Unlike other labs you have done, this will not be a “cookbook” exercise. You will be writing your
own protocol. To do this effectively, you must read this lab thoroughly, and complete the prelab
assignments, before coming to class!
The subject of our inquiry will be enzymes and the various factors that influence their activity.
Without enzymes, most biochemical reactions would take place at a rate far too slow to keep pace
with the metabolic needs and other life functions of organisms. Enzymes are catalysts that speed up
chemical reactions but are not themselves consumed or changed by the reactions.
The cell's biological catalysts are proteins.
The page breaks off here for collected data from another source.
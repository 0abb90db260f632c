use apex_data::{
    market_data::MarketData,
    tick::{TickTop, TickTrade, TradeKind},
};
use apex_execution::{
    client::gateway::{GatewayClientSession, GatewayRouter},
    order::{CloseReason, Order, OrderFill, OrderParams, OrderState, OrderUpdate, StrategyId,
        TimeInForce},
    router::OrderRouter,
    service::OrderService,
};
use apex_gateway::{
    exchange::{AccountUpdate, ExchangeEvents, ExchangeSession, SubmitCallbacks,
        SubscriptionOptions},
    server::GatewayServer,
};
use apex_instrument::{
    asset::Asset,
    exchange::ExchangeId,
    instrument::{spec::InstrumentSpec, spec::ScaledNum, Instrument, InstrumentKind},
    Side,
};
use apex_integration::{
    event_loop::{EventLoop, EventLoopExt, RealtimeEventLoop},
    reactor::Reactor,
    time::Time,
    RunMode,
};
use parking_lot::Mutex;
use rust_decimal::Decimal;
use std::{
    sync::Arc,
    time::{Duration, Instant},
};

fn wait_until(what: &str, mut condition: impl FnMut() -> bool) {
    let deadline = Instant::now() + Duration::from_secs(10);
    while Instant::now() < deadline {
        if condition() {
            return;
        }
        std::thread::sleep(Duration::from_millis(10));
    }
    panic!("timed out waiting for: {what}");
}

fn instrument() -> Instrument {
    Instrument::new(
        InstrumentKind::CoinPair,
        "BTCUSDT.simulated",
        Asset::from_parts("BTC", ExchangeId::Simulated, 8),
        Asset::from_parts("USDT", ExchangeId::Simulated, 8),
        "BTCUSDT",
        ExchangeId::Simulated,
        InstrumentSpec::new(
            ScaledNum::new(1, 2),
            ScaledNum::new(1, 4),
            Decimal::new(1, 4),
            Decimal::new(10, 0),
        ),
    )
}

/// In-process venue standing in for an exchange session: acks submits and cancels
/// immediately, and lets the test inject ticks and unsolicited events.
struct StubExchange {
    evloop: Arc<dyn EventLoop>,
    events: ExchangeEvents,
    state: Mutex<StubState>,
}

#[derive(Default)]
struct StubState {
    trade_subs: Vec<(String, Box<dyn FnMut(TickTrade) + Send>)>,
    top_subs: Vec<(String, Box<dyn FnMut(TickTop) + Send>)>,
    submit_count: u64,
}

impl StubExchange {
    fn new(events: ExchangeEvents, evloop: Arc<dyn EventLoop>) -> Arc<Self> {
        Arc::new(Self {
            evloop,
            events,
            state: Mutex::new(StubState::default()),
        })
    }

    fn subscribe_count(&self) -> usize {
        let state = self.state.lock();
        state.trade_subs.len() + state.top_subs.len()
    }

    /// Push a trade tick to subscribers. Must run on the gateway event loop.
    fn emit_trade(&self, symbol: &str, price: f64, qty: f64) {
        let tick = TickTrade {
            price,
            qty,
            exchange_time: Time::realtime_now(),
            capture_time: Time::realtime_now(),
            aggr_side: Some(Side::Buy),
            kind: TradeKind::Aggregate,
        };
        let mut state = self.state.lock();
        for (sub_symbol, handler) in state.trade_subs.iter_mut() {
            if sub_symbol == symbol {
                handler(tick);
            }
        }
    }

    fn emit_unsol_cancel(&self, order_id: &str) {
        let update = OrderUpdate {
            state: Some(OrderState::Closed),
            close_reason: Some(CloseReason::Lapsed),
            ext_order_id: "stub-lapsed".to_string(),
        };
        (self.events.on_order_cancel)(ExchangeId::Simulated, order_id, update);
    }

    fn emit_fill(&self, order_id: &str, price: f64, size: f64, fully: bool) {
        let fill = OrderFill {
            is_fully_filled: fully,
            recv_time: Time::realtime_now(),
            price,
            size,
        };
        (self.events.on_order_fill)(ExchangeId::Simulated, order_id, fill);
    }
}

impl ExchangeSession for StubExchange {
    fn exchange_id(&self) -> ExchangeId {
        ExchangeId::Simulated
    }

    fn start(&self) {}

    fn subscribe_trades(
        &self,
        symbol: &str,
        _options: SubscriptionOptions,
        callback: Box<dyn FnMut(TickTrade) + Send>,
    ) {
        self.state
            .lock()
            .trade_subs
            .push((symbol.to_string(), callback));
    }

    fn subscribe_top(
        &self,
        symbol: &str,
        _options: SubscriptionOptions,
        callback: Box<dyn FnMut(TickTop) + Send>,
    ) {
        self.state
            .lock()
            .top_subs
            .push((symbol.to_string(), callback));
    }

    fn subscribe_account(&self, _callback: Box<dyn FnMut(&[AccountUpdate]) + Send>) {}

    fn submit_order(&self, _params: OrderParams, callbacks: SubmitCallbacks) {
        let ext_id = {
            let mut state = self.state.lock();
            state.submit_count += 1;
            format!("stub-{:08x}", state.submit_count)
        };
        self.evloop.dispatch(move || {
            (callbacks.on_reply)(OrderUpdate {
                state: Some(OrderState::Live),
                close_reason: None,
                ext_order_id: ext_id,
            });
        });
    }

    fn cancel_order(
        &self,
        _symbol: &str,
        _order_id: &str,
        _ext_order_id: &str,
        callbacks: SubmitCallbacks,
    ) {
        self.evloop.dispatch(move || {
            (callbacks.on_reply)(OrderUpdate {
                state: Some(OrderState::Closed),
                close_reason: Some(CloseReason::Cancelled),
                ext_order_id: String::new(),
            });
        });
    }
}

struct Harness {
    reactor: Arc<Reactor>,
    server_evloop: Arc<RealtimeEventLoop>,
    client_evloop: Arc<RealtimeEventLoop>,
    server: Arc<GatewayServer>,
    stub: Arc<StubExchange>,
    client: Arc<GatewayClientSession>,
    router: Arc<GatewayRouter>,
    order_service: Arc<OrderService>,
    port: u16,
}

impl Harness {
    fn new(strategy_id: &str) -> Self {
        let reactor = Reactor::new().unwrap();
        let server_evloop = RealtimeEventLoop::with_default_panic_handler();
        let client_evloop = RealtimeEventLoop::with_default_panic_handler();

        let server = GatewayServer::new(
            RunMode::Paper,
            Arc::clone(&server_evloop) as Arc<dyn EventLoop>,
            Arc::clone(&reactor),
        );
        let stub = StubExchange::new(
            server.exchange_events(),
            Arc::clone(&server_evloop) as Arc<dyn EventLoop>,
        );
        server.add_venue(Arc::clone(&stub) as Arc<dyn ExchangeSession>);
        server.start(0).unwrap();
        let port = server.listen_port().unwrap();

        let order_service = OrderService::new(
            Arc::clone(&client_evloop) as Arc<dyn EventLoop>,
            Time::realtime_now(),
        );
        let client = GatewayClientSession::new(
            "127.0.0.1",
            port,
            Arc::clone(&client_evloop) as Arc<dyn EventLoop>,
            Arc::clone(&reactor),
            Arc::clone(&order_service),
        );
        let router = GatewayRouter::new(
            Arc::clone(&client_evloop) as Arc<dyn EventLoop>,
            Arc::clone(&client),
            StrategyId::new(strategy_id).unwrap(),
            RunMode::Paper,
        );
        client.start_connecting();

        Self {
            reactor,
            server_evloop,
            client_evloop,
            server,
            stub,
            client,
            router,
            order_service,
            port,
        }
    }

    fn wait_logged_on(&self) {
        let router = Arc::clone(&self.router);
        wait_until("gateway logon", move || router.is_up());
    }

    fn place_order(&self) -> Arc<Order> {
        let order = self
            .order_service
            .create(
                Arc::clone(&self.router) as Arc<dyn OrderRouter>,
                instrument(),
                Side::Buy,
                1.0,
                100.0,
                TimeInForce::Gtc,
                &StrategyId::new("DEMO1").unwrap(),
                None,
            )
            .unwrap();

        let to_send = Arc::clone(&order);
        self.client_evloop.dispatch(move || {
            to_send.send().unwrap();
        });
        order
    }

    fn emit_trade(&self, symbol: &'static str, price: f64, qty: f64) {
        let stub = Arc::clone(&self.stub);
        self.server_evloop.dispatch(move || {
            stub.emit_trade(symbol, price, qty);
        });
    }

    fn shutdown(self) {
        self.server.stop();
        self.reactor.sync_stop();
        self.client_evloop.sync_stop();
        self.server_evloop.sync_stop();
    }
}

#[test]
fn test_subscribe_and_trade_delivery() {
    let harness = Harness::new("DEMO1");
    harness.wait_logged_on();

    let market = Arc::new(MarketData::new());
    harness
        .client
        .subscribe("BTCUSDT", ExchangeId::Simulated, Arc::clone(&market));

    let stub = Arc::clone(&harness.stub);
    wait_until("venue subscription", move || stub.subscribe_count() >= 2);

    harness.emit_trade("BTCUSDT", 42_000.5, 0.25);

    let market_check = Arc::clone(&market);
    wait_until("trade delivery", move || market_check.has_last());
    assert_eq!(market.last().price, 42_000.5);
    assert_eq!(market.last().qty, 0.25);

    harness.shutdown();
}

#[test]
fn test_submit_and_cancel_round_trip() {
    let harness = Harness::new("DEMO1");
    harness.wait_logged_on();

    // submit: expect order_exec(NEW_ACK, state=live) within the latency window
    let order = harness.place_order();
    let order_check = Arc::clone(&order);
    wait_until("new-order ack", move || order_check.is_live());
    assert!(order.ext_order_id().starts_with("stub-"));

    // cancel: expect order_exec(CANCEL_ACK, state=closed, close_reason=cancelled)
    let to_cancel = Arc::clone(&order);
    harness.client_evloop.dispatch(move || {
        assert!(to_cancel.cancel());
    });

    let order_check = Arc::clone(&order);
    wait_until("cancel ack", move || order_check.is_closed());
    assert_eq!(order.close_reason(), Some(CloseReason::Cancelled));

    harness.shutdown();
}

#[test]
fn test_unsolicited_cancel_demultiplexed_by_strategy_prefix() {
    let harness = Harness::new("DEMO1");
    harness.wait_logged_on();

    let order = harness.place_order();
    let order_check = Arc::clone(&order);
    wait_until("new-order ack", move || order_check.is_live());

    // the venue reports an unsolicited cancel, keyed only by the order id; the gateway
    // must route it to the DEMO1 session by the fixed-width prefix
    let stub = Arc::clone(&harness.stub);
    let order_id = order.order_id().as_str().to_string();
    harness.server_evloop.dispatch(move || {
        stub.emit_unsol_cancel(&order_id);
    });

    let order_check = Arc::clone(&order);
    wait_until("unsolicited cancel", move || order_check.is_closed());
    assert_eq!(order.close_reason(), Some(CloseReason::Lapsed));

    // an id with an unknown strategy prefix is logged and dropped, nothing more
    let stub = Arc::clone(&harness.stub);
    harness.server_evloop.dispatch(move || {
        stub.emit_unsol_cancel("ZZZZ9aabbccdd00000001");
        stub.emit_fill("ZZZZ9aabbccdd00000001", 1.0, 1.0, true);
    });
    std::thread::sleep(Duration::from_millis(100));

    harness.shutdown();
}

#[test]
fn test_fill_routed_back_to_order() {
    let harness = Harness::new("DEMO1");
    harness.wait_logged_on();

    let order = harness.place_order();
    let order_check = Arc::clone(&order);
    wait_until("new-order ack", move || order_check.is_live());

    let stub = Arc::clone(&harness.stub);
    let order_id = order.order_id().as_str().to_string();
    harness.server_evloop.dispatch(move || {
        stub.emit_fill(&order_id, 100.0, 1.0, true);
    });

    let order_check = Arc::clone(&order);
    wait_until("fill routed", move || order_check.is_closed());
    assert_eq!(order.close_reason(), Some(CloseReason::Filled));
    assert_eq!(order.filled_size(), 1.0);

    harness.shutdown();
}

#[test]
fn test_duplicate_strategy_logon_rejected() {
    let harness = Harness::new("DEMO1");
    harness.wait_logged_on();

    // a second client claiming the same strategy id must be rejected
    let second_service = OrderService::new(
        Arc::clone(&harness.client_evloop) as Arc<dyn EventLoop>,
        Time::realtime_now(),
    );
    let second_client = GatewayClientSession::new(
        "127.0.0.1",
        harness.port,
        Arc::clone(&harness.client_evloop) as Arc<dyn EventLoop>,
        Arc::clone(&harness.reactor),
        second_service,
    );

    let logon_error: Arc<Mutex<Option<String>>> = Arc::new(Mutex::new(None));
    let logon_error_store = Arc::clone(&logon_error);
    second_client.subscribe_logon(move |error| {
        *logon_error_store.lock() = Some(error.clone());
    });

    let second_router = GatewayRouter::new(
        Arc::clone(&harness.client_evloop) as Arc<dyn EventLoop>,
        Arc::clone(&second_client),
        StrategyId::new("DEMO1").unwrap(),
        RunMode::Paper,
    );
    second_client.start_connecting();

    let logon_check = Arc::clone(&logon_error);
    wait_until("duplicate logon reply", move || {
        logon_check.lock().as_deref().is_some_and(|e| !e.is_empty())
    });
    assert!(!second_router.is_up());

    harness.shutdown();
}

#[test]
fn test_run_mode_mismatch_rejected() {
    let harness = Harness::new("DEMO1");
    harness.wait_logged_on();

    let second_service = OrderService::new(
        Arc::clone(&harness.client_evloop) as Arc<dyn EventLoop>,
        Time::realtime_now(),
    );
    let second_client = GatewayClientSession::new(
        "127.0.0.1",
        harness.port,
        Arc::clone(&harness.client_evloop) as Arc<dyn EventLoop>,
        Arc::clone(&harness.reactor),
        second_service,
    );

    let logon_error: Arc<Mutex<Option<String>>> = Arc::new(Mutex::new(None));
    let logon_error_store = Arc::clone(&logon_error);
    second_client.subscribe_logon(move |error| {
        *logon_error_store.lock() = Some(error.clone());
    });

    // gateway runs paper; a live client must be rejected
    let second_router = GatewayRouter::new(
        Arc::clone(&harness.client_evloop) as Arc<dyn EventLoop>,
        Arc::clone(&second_client),
        StrategyId::new("DEMO2").unwrap(),
        RunMode::Live,
    );
    second_client.start_connecting();

    let logon_check = Arc::clone(&logon_error);
    wait_until("mismatched logon reply", move || {
        logon_check.lock().as_deref().is_some_and(|e| !e.is_empty())
    });
    assert!(!second_router.is_up());

    harness.shutdown();
}

#[test]
fn test_client_reconnects_and_resubscribes() {
    let harness = Harness::new("DEMO1");
    harness.wait_logged_on();

    let market = Arc::new(MarketData::new());
    harness
        .client
        .subscribe("BTCUSDT", ExchangeId::Simulated, Arc::clone(&market));

    let stub = Arc::clone(&harness.stub);
    wait_until("venue subscription", move || stub.subscribe_count() >= 2);

    harness.emit_trade("BTCUSDT", 100.0, 1.0);
    let market_check = Arc::clone(&market);
    wait_until("first trade", move || market_check.has_last());

    // drop every client session server-side; the client must notice within its check
    // interval, reconnect, re-logon and re-issue its subscription - with no strategy
    // restart and the same market-data sink
    harness.server.stop();
    harness.server.start(harness.port).unwrap();

    let client = Arc::clone(&harness.client);
    wait_until("client observed disconnect", move || !client.is_connected());

    let router = Arc::clone(&harness.router);
    wait_until("re-logon", move || router.is_up());

    harness.emit_trade("BTCUSDT", 123.0, 2.0);
    let market_check = Arc::clone(&market);
    wait_until("trade after reconnect", move || {
        market_check.last().price == 123.0
    });

    harness.shutdown();
}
These enzymes have a very complex three-dimensional
structure consisting of one or more polypeptide chains folded to form an active site-a special area
into which the substrate (material to be acted on by the enzyme) will fit.
Changes in temperature, alterations in pH, the addition of certain ions or molecules, and the presence
of inhibitors all may affect the structure of an enzyme's active site and thus the ability of the enzyme
to catalyze the reaction (“enzyme activity”), and hence the rate of the reaction in which it
participates. The rate of an enzymatic reaction can also be affected by the relative concentrations of
enzyme and substrate in the reaction mixture.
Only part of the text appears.